→ PROBLEM: Give the entries again, word for word.

→ DATA RECORDS:

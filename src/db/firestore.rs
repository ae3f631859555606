// SPDX-License-Identifier: MIT
// Copyright 2026 Roland Dreier <roland@rolandd.dev>

//! Firestore client wrapper with typed operations on user documents.

use crate::db::{collections, UserStore};
use crate::error::AppError;
use crate::models::UserCredentials;
use async_trait::async_trait;
use firestore::paths;
use serde::{de::DeserializeOwned, Serialize};

/// Firestore database client.
#[derive(Clone)]
pub struct FirestoreDb {
    client: Option<firestore::FirestoreDb>,
}

impl FirestoreDb {
    /// Create a new Firestore client.
    ///
    /// For local development with emulator, set FIRESTORE_EMULATOR_HOST.
    pub async fn new(project_id: &str) -> Result<Self, AppError> {
        // If the emulator environment variable is set, use unauthenticated connection
        // to avoid local credential warnings and leakage.
        if std::env::var("FIRESTORE_EMULATOR_HOST").is_ok() {
            return Self::create_emulator_client(project_id).await;
        }

        let client = firestore::FirestoreDb::new(project_id)
            .await
            .map_err(|e| AppError::Database(format!("Failed to connect to Firestore: {}", e)))?;

        tracing::info!(project = project_id, "Connected to Firestore");

        Ok(Self {
            client: Some(client),
        })
    }

    /// Create a Firestore client for the emulator with unauthenticated access.
    async fn create_emulator_client(project_id: &str) -> Result<Self, AppError> {
        tracing::info!("Using unauthenticated connection for Firestore Emulator");

        let token_source = gcloud_sdk::ExternalJwtFunctionSource::new(|| async {
            Ok(gcloud_sdk::Token {
                token_type: "Bearer".to_string(),
                token: gcloud_sdk::SecretValue::new(
                    "eyJhbGciOiJub25lIn0.eyJ1aWQiOiJ0ZXN0In0."
                        .to_string()
                        .into(),
                ),
                expiry: chrono::Utc::now() + chrono::Duration::hours(1),
            })
        });

        let options = firestore::FirestoreDbOptions::new(project_id.to_string());

        let client = firestore::FirestoreDb::with_options_token_source(
            options,
            gcloud_sdk::GCP_DEFAULT_SCOPES.clone(),
            gcloud_sdk::TokenSourceType::ExternalSource(Box::new(token_source)),
        )
        .await
        .map_err(|e| {
            AppError::Database(format!("Failed to connect to Firestore Emulator: {}", e))
        })?;

        tracing::info!(
            project = project_id,
            "Connected to Firestore (Emulator/Unauthenticated)"
        );

        Ok(Self {
            client: Some(client),
        })
    }

    /// Create a mock Firestore client for testing (offline mode).
    ///
    /// Test helper. All database operations will return an error if called.
    pub fn new_mock() -> Self {
        Self { client: None }
    }

    /// Helper to get the client or return an error if offline.
    fn get_client(&self) -> Result<&firestore::FirestoreDb, AppError> {
        self.client
            .as_ref()
            .ok_or_else(|| AppError::Database("Database not connected (offline mode)".to_string()))
    }

    // ─── User Operations ─────────────────────────────────────────

    /// Read a user document into any shape the caller needs.
    ///
    /// Test/inspection helper; the exchange flow only writes.
    pub async fn get_user<T>(&self, user_id: &str) -> Result<Option<T>, AppError>
    where
        T: DeserializeOwned + Send,
    {
        self.get_client()?
            .fluent()
            .select()
            .by_id_in(collections::USERS)
            .obj()
            .one(user_id)
            .await
            .map_err(|e| AppError::Database(e.to_string()))
    }

    /// Write only `fields` of `object` into the user document.
    ///
    /// The update mask limits the write to the named fields, so the rest of
    /// an existing document is untouched; a missing document is created.
    pub async fn merge_user<T, I>(&self, user_id: &str, fields: I, object: &T) -> Result<(), AppError>
    where
        T: Serialize + DeserializeOwned + Send + Sync,
        I: IntoIterator,
        I::Item: AsRef<str>,
    {
        let _: T = self
            .get_client()?
            .fluent()
            .update()
            .fields(fields)
            .in_col(collections::USERS)
            .document_id(user_id)
            .object(object)
            .execute()
            .await
            .map_err(|e| AppError::Database(e.to_string()))?;
        Ok(())
    }
}

#[async_trait]
impl UserStore for FirestoreDb {
    async fn merge_credentials(
        &self,
        user_id: &str,
        credentials: &UserCredentials,
    ) -> Result<(), AppError> {
        self.merge_user(
            user_id,
            paths!(UserCredentials::{refresh_token, fcm_token}),
            credentials,
        )
        .await?;

        tracing::info!(user_id, "Stored refresh token and FCM token");
        Ok(())
    }
}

→ SOLUTION TO THE EXERCISE:
filename src/db/firestore.rs
repository ae3f631859555606
// SPDX-License-Identifier: MIT
// Copyright 2026 Roland Dreier <roland@rolandd.dev>

//! Firestore client wrapper with typed operations on user documents.

use crate::db::{collections, UserStore};
use crate::error::AppError;
use crate::models::UserCredentials;
use async_trait::async_trait;
use firestore::paths;
use serde::{de::DeserializeOwned, Serialize};

/// Firestore database client.
#[derive(Clone)]
pub struct FirestoreDb {
    client: Option<firestore::FirestoreDb>,
}

impl FirestoreDb {
    /// Create a new Firestore client.
    ///
    /// For local development with emulator, set FIRESTORE_EMULATOR_HOST.
    pub async fn new(project_id: &str) -> Result<Self, AppError> {
        // If the emulator environment variable is set, use unauthenticated connection
        // to avoid local credential warnings and leakage.
        if std::env::var("FIRESTORE_EMULATOR_HOST").is_ok() {
            return Self::create_emulator_client(project_id).await;
        }

        let client = firestore::FirestoreDb::new(project_id)
            .await
            .map_err(|e| AppError::Database(format!("Failed to connect to Firestore: {}", e)))?;

        tracing::info!(project = project_id, "Connected to Firestore");

        Ok(Self {
            client: Some(client),
        })
    }

    /// Create a Firestore client for the emulator with unauthenticated access.
    async fn create_emulator_client(project_id: &str) -> Result<Self, AppError> {
        tracing::info!("Using unauthenticated connection for Firestore Emulator");

        let token_source = gcloud_sdk::ExternalJwtFunctionSource::new(|| async {
            Ok(gcloud_sdk::Token {
                token_type: "Bearer".to_string(),
                token: gcloud_sdk::SecretValue::new(
                    "eyJhbGciOiJub25lIn0.eyJ1aWQiOiJ0ZXN0In0."
                        .to_string()
                        .into(),
                ),
                expiry: chrono::Utc::now() + chrono::Duration::hours(1),
            })
        });

        let options = firestore::FirestoreDbOptions::new(project_id.to_string());

        let client = firestore::FirestoreDb::with_options_token_source(
            options,
            gcloud_sdk::GCP_DEFAULT_SCOPES.clone(),
            gcloud_sdk::TokenSourceType::ExternalSource(Box::new(token_source)),
        )
        .await
        .map_err(|e| {
            AppError::Database(format!("Failed to connect to Firestore Emulator: {}", e))
        })?;

        tracing::info!(
            project = project_id,
            "Connected to Firestore (Emulator/Unauthenticated)"
        );

        Ok(Self {
            client: Some(client),
        })
    }

    /// Create a mock Firestore client for testing (offline mode).
    ///
    /// Test helper. All database operations will return an error if called.
    pub fn new_mock() -> Self {
        Self { client: None }
    }

    /// Helper to get the client or return an error if offline.
    fn get_client(&self) -> Result<&firestore::FirestoreDb, AppError> {
        self.client
            .as_ref()
            .ok_or_else(|| AppError::Database("Database not connected (offline mode)".to_string()))
    }

    // ─── User Operations ─────────────────────────────────────────

    /// Read a user document into any shape the caller needs.
    ///
    /// Test/inspection helper; the exchange flow only writes.
    pub async fn get_user<T>(&self, user_id: &str) -> Result<Option<T>, AppError>
    where
        T: DeserializeOwned + Send,
    {
        self.get_client()?
            .fluent()
            .select()
            .by_id_in(collections::USERS)
            .obj()
            .one(user_id)
            .await
            .map_err(|e| AppError::Database(e.to_string()))
    }

    /// Write only `fields` of `object` into the user document.
    ///
    /// The update mask limits the write to the named fields, so the rest of
    /// an existing document is untouched; a missing document is created.
    pub async fn merge_user<T, I>(&self, user_id: &str, fields: I, object: &T) -> Result<(), AppError>
    where
        T: Serialize + DeserializeOwned + Send + Sync,
        I: IntoIterator,
        I::Item: AsRef<str>,
    {
        let _: T = self
            .get_client()?
            .fluent()
            .update()
            .fields(fields)
            .in_col(collections::USERS)
            .document_id(user_id)
            .object(object)
            .execute()
            .await
            .map_err(|e| AppError::Database(e.to_string()))?;
        Ok(())
    }
}

#[async_trait]
impl UserStore for FirestoreDb {
    async fn merge_credentials(
        &self,
        user_id: &str,
        credentials: &UserCredentials,
    ) -> Result<(), AppError> {
        self.merge_user(
            user_id,
            paths!(UserCredentials::{refresh_token, fcm_token}),
            credentials,
        )
        .await?;

        tracing::info!(user_id, "Stored refresh token and FCM token");
        Ok(())
    }
}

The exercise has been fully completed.